Whether it’s for class, work or the club, people all over the world want to have a ride on-call, and they want their driver to be accountable, punctual and discreet. While Uber, Lyft and other smaller transportation network companies (TNCs) serve a societal purpose though, they’re not perfect. What was intended to be a safe, reliable mode of transportation has mutated into an opportunity for theft, harassment and even violence.
The start of fall semester is rife with parties, mixers and karaoke nights—events that can either be a great time or a grave time. Uber has shown itself to be shady, if not opaque with user data. The company has eschewed any substantial screening protocol for hiring drivers, an oversight that is not likely to change as the TNC field grows increasingly saturated. In my home city of San Francisco, this decision has indirectly led to the death of a child and an assault via hammer (?). In the face of accusation, Uber denies liability.
If that wasn’t disconcerting enough, there are plenty of user horror stories to quell your desire to “uber everywhere,” many of which are near-kidnapping scenarios like this one, which was written off by the company as “insufficient navigation.”
Some are more serious, such as the story of a girl younger than myself who was raped by her driver. I’m a little nervous even writing this article, because apparently Uber is poised to defame any journalist who’s exposed them and their less-than-savory tactics. The hashtag #ubergate, which dates back to 2014, is still alive and well on Twitter.
The company’s business model is abhorrent, and it petrifies me to think of other young women like myself who go out on the weekends and party enough to make themselves vulnerable, only to discover that the real danger is on their ride home.
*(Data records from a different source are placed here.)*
//! Operator tool for tenant databases.
//!
//! Usage:
//!   tenantctl provision <TENANT>
//!   tenantctl deprovision <TENANT> --yes
//!   tenantctl migrate [<TENANT> | --all]
//!   tenantctl seed <TENANT>
//!   tenantctl status [<TENANT>]
//!
//! <TENANT> is a tenant id or subdomain. Reads the same environment as the
//! API (ADMIN_DATABASE_URL, DATABASE_URL, TENANT_DB_PREFIX, ...); DATABASE_URL
//! is required here because tenants are looked up in the shared database.

use anyhow::{bail, Context, Result};
use clap::{Parser, Subcommand};
use sqlx::PgPool;
use tracing_subscriber::{layer::SubscriberExt, util::SubscriberInitExt};
use uuid::Uuid;

use tenancy_provisioner::config::Config;
use tenancy_provisioner::db;
use tenancy_provisioner::models::tenant::Tenant;
use tenancy_provisioner::services::migrator::TenantMigrator;
use tenancy_provisioner::services::provisioner::DatabaseStatus;
use tenancy_provisioner::services::seeder::{SeedSettings, TenantSeeder};
use tenancy_provisioner::services::tenancy::TenancyService;

#[derive(Parser)]
#[command(name = "tenantctl", about = "Provision and maintain tenant databases")]
struct Args {
    #[command(subcommand)]
    command: Command,
}

#[derive(Subcommand)]
enum Command {
    /// Create, migrate and seed a tenant's database (safe to re-run)
    Provision { tenant: String },
    /// Terminate sessions and drop a tenant's database
    Deprovision {
        tenant: String,
        /// Confirm the drop; without it nothing is changed
        #[arg(long)]
        yes: bool,
    },
    /// Apply pending schema migrations
    Migrate {
        tenant: Option<String>,
        /// Migrate every active tenant
        #[arg(long, conflicts_with = "tenant")]
        all: bool,
    },
    /// Seed baseline data (safe to re-run)
    Seed { tenant: String },
    /// Show database and migration status (all active tenants if omitted)
    Status { tenant: Option<String> },
}

#[tokio::main]
async fn main() -> Result<()> {
    dotenvy::dotenv().ok();

    tracing_subscriber::registry()
        .with(
            tracing_subscriber::EnvFilter::try_from_default_env()
                .unwrap_or_else(|_| tracing_subscriber::EnvFilter::new("info")),
        )
        .with(tracing_subscriber::fmt::layer())
        .init();

    let args = Args::parse();
    let config = Config::from_env()?;
    let database_url = config
        .database_url
        .as_deref()
        .context("DATABASE_URL required")?;
    let pool = db::create_pool(database_url)
        .await
        .context("Failed to connect to the shared database")?;
    let tenancy = TenancyService::from_config(&config)?;

    let res = run(args.command, &config, &pool, &tenancy).await;

    tenancy.shutdown().await;
    pool.close().await;
    res
}

async fn run(command: Command, config: &Config, pool: &PgPool, tenancy: &TenancyService) -> Result<()> {
    let server = db::server_options(&config.admin_database_url)?;
    let migrator = TenantMigrator::new(server.clone(), config.operation_timeout);

    match command {
        Command::Provision { tenant } => {
            let tenant = resolve(pool, config, &tenant).await?;
            let report = tenancy.provision_tenant(&tenant).await?;

            println!("Provisioned {} ({})", tenant.subdomain, report.database_name);
            println!(
                "  database:   {}",
                if report.database_created { "created" } else { "already existed" }
            );
            println!("  migrations: {} applied", report.migrations_applied);
            println!("  seed:       {} record(s) created", report.seed.created_total());
            if let Some(password) = &report.seed.generated_admin_password {
                println!(
                    "  admin:      {} / {password}  (shown once, change at first login)",
                    config.seed_admin_email
                );
            }
        }
        Command::Deprovision { tenant, yes } => {
            let tenant = resolve(pool, config, &tenant).await?;
            let name = tenant.database_name()?;
            if !yes {
                bail!("Refusing to drop {name} without --yes");
            }
            if tenancy.deprovision_tenant(&tenant).await? {
                println!("Dropped {name}");
            } else {
                println!("{name} does not exist, nothing to drop");
            }
        }
        Command::Migrate { tenant, all } => {
            let tenants = match (tenant, all) {
                (Some(t), _) => vec![resolve(pool, config, &t).await?],
                (None, true) => active_tenants(pool, config).await?,
                (None, false) => bail!("Pass a tenant or --all"),
            };
            let mut failed = 0;
            for tenant in &tenants {
                match migrator.run_migrations(tenant).await {
                    Ok(n) => println!("{}: {n} migration(s) applied", tenant.subdomain),
                    Err(e) => {
                        failed += 1;
                        eprintln!("{}: {e}", tenant.subdomain);
                    }
                }
            }
            if failed > 0 {
                bail!("{failed} of {} tenant(s) failed to migrate", tenants.len());
            }
        }
        Command::Seed { tenant } => {
            let tenant = resolve(pool, config, &tenant).await?;
            let seeder = TenantSeeder::new(server, config.operation_timeout, SeedSettings::from_config(config));
            let report = seeder.run_seeders(&tenant).await?;
            println!("{}", serde_json::to_string_pretty(&report)?);
            if let Some(password) = &report.generated_admin_password {
                println!("Administrator {} created with password {password}", config.seed_admin_email);
            }
        }
        Command::Status { tenant } => {
            let tenants = match tenant {
                Some(t) => vec![resolve(pool, config, &t).await?],
                None => db::tenant::list_active(pool).await?,
            };
            for tenant in &tenants {
                let Some(name) = tenant.database_name.as_deref() else {
                    println!("{:<24} (no database assigned)", tenant.subdomain);
                    continue;
                };
                let status = tenancy.database_status(tenant).await;
                let pending = match status {
                    DatabaseStatus::Present => match migrator.pending_migrations(tenant).await {
                        Ok(p) => format!("{} pending migration(s)", p.len()),
                        Err(e) => format!("migrations unknown: {e}"),
                    },
                    _ => String::from("-"),
                };
                println!("{:<24} {:<40} {:<8} {pending}", tenant.subdomain, name, status_label(status));
            }
        }
    }
    Ok(())
}

fn status_label(status: DatabaseStatus) -> &'static str {
    match status {
        DatabaseStatus::Present => "present",
        DatabaseStatus::Absent => "absent",
        DatabaseStatus::Unknown => "unknown",
    }
}

/// Looks a tenant up by id or subdomain and makes sure it has a database name.
async fn resolve(pool: &PgPool, config: &Config, selector: &str) -> Result<Tenant> {
    let tenant = match selector.parse::<Uuid>() {
        Ok(id) => db::tenant::find_by_id(pool, id).await?,
        Err(_) => db::tenant::find_by_subdomain(pool, selector).await?,
    };
    Ok(db::tenant::ensure_database_name(pool, tenant, &config.database_name_prefix).await?)
}

async fn active_tenants(pool: &PgPool, config: &Config) -> Result<Vec<Tenant>> {
    let mut tenants = Vec::new();
    for tenant in db::tenant::list_active(pool).await? {
        tenants.push(db::tenant::ensure_database_name(pool, tenant, &config.database_name_prefix).await?);
    }
    Ok(tenants)
}
//! Read access to tenant records in the shared application database.
//! The `tenants` table is owned by the registration workflow.

use sqlx::PgPool;
use uuid::Uuid;

use crate::db::naming::generate_database_name;
use crate::error::{Result, TenancyError};
use crate::models::tenant::Tenant;

const TENANT_COLUMNS: &str = "id, name, subdomain, database_name, is_active,
     COALESCE(settings, '{}'::jsonb) AS settings,
     COALESCE(modules, '[]'::jsonb) AS modules,
     created_at, updated_at";

fn directory_error(e: sqlx::Error) -> TenancyError {
    TenancyError::from_sqlx(e, |m| TenancyError::NotFound(format!("tenant directory: {m}")))
}

pub async fn find_by_id(pool: &PgPool, id: Uuid) -> Result<Tenant> {
    sqlx::query_as::<_, Tenant>(&format!("SELECT {TENANT_COLUMNS} FROM public.tenants WHERE id = $1"))
        .bind(id)
        .fetch_optional(pool)
        .await
        .map_err(directory_error)?
        .ok_or_else(|| TenancyError::NotFound(format!("tenant {id}")))
}

pub async fn find_by_subdomain(pool: &PgPool, subdomain: &str) -> Result<Tenant> {
    sqlx::query_as::<_, Tenant>(&format!(
        "SELECT {TENANT_COLUMNS} FROM public.tenants WHERE subdomain = $1"
    ))
    .bind(subdomain.to_lowercase())
    .fetch_optional(pool)
    .await
    .map_err(directory_error)?
    .ok_or_else(|| TenancyError::NotFound(format!("tenant '{subdomain}'")))
}

pub async fn list_active(pool: &PgPool) -> Result<Vec<Tenant>> {
    sqlx::query_as::<_, Tenant>(&format!(
        "SELECT {TENANT_COLUMNS} FROM public.tenants WHERE is_active = TRUE ORDER BY name"
    ))
    .fetch_all(pool)
    .await
    .map_err(directory_error)
}

/// Assigns a database name to a tenant that has none yet. A name that is
/// already set is never overwritten; the stored record is returned either way.
pub async fn ensure_database_name(pool: &PgPool, tenant: Tenant, prefix: &str) -> Result<Tenant> {
    if tenant.database_name.as_deref().is_some_and(|n| !n.is_empty()) {
        return Ok(tenant);
    }

    let name = generate_database_name(prefix, &tenant.name, &tenant.id.to_string());
    let updated = sqlx::query_as::<_, Tenant>(&format!(
        "UPDATE public.tenants
         SET database_name = $2, updated_at = NOW()
         WHERE id = $1 AND (database_name IS NULL OR database_name = '')
         RETURNING {TENANT_COLUMNS}"
    ))
    .bind(tenant.id)
    .bind(&name)
    .fetch_optional(pool)
    .await
    .map_err(directory_error)?;

    match updated {
        Some(t) => {
            tracing::info!(tenant = %t.id, database = %name, "Assigned tenant database name");
            Ok(t)
        }
        // Another writer assigned it first; reload.
        None => find_by_id(pool, tenant.id).await,
    }
}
What I find most appalling is the apathy of Uber’s higher-ups to better their background checks and adequately compensate victims of Uber-related crimes. The more I research, the more I want to delete my TNC apps and start my own rideshare where girls are guaranteed drivers who aren’t going to scare the shit out of them or ask if they’re single, as I’ve experienced myself.
Since I can’t get that going just yet, here are some solutions to stay safe without sacrificing fun until Uber can get it together.
1. Know Your Alternatives
I’m a bit spoiled in this respect, because San Francisco has been flooded by tech entrepreneurs who don’t drive or trust cab drivers (which I attribute to an undercurrent of classism and racism), as well as a prominent LGBTQ community that has the resources to go to lengths to protect their own. Here is a small collection of alternatives that I have personal experience with and endorse, Lyft being one of them.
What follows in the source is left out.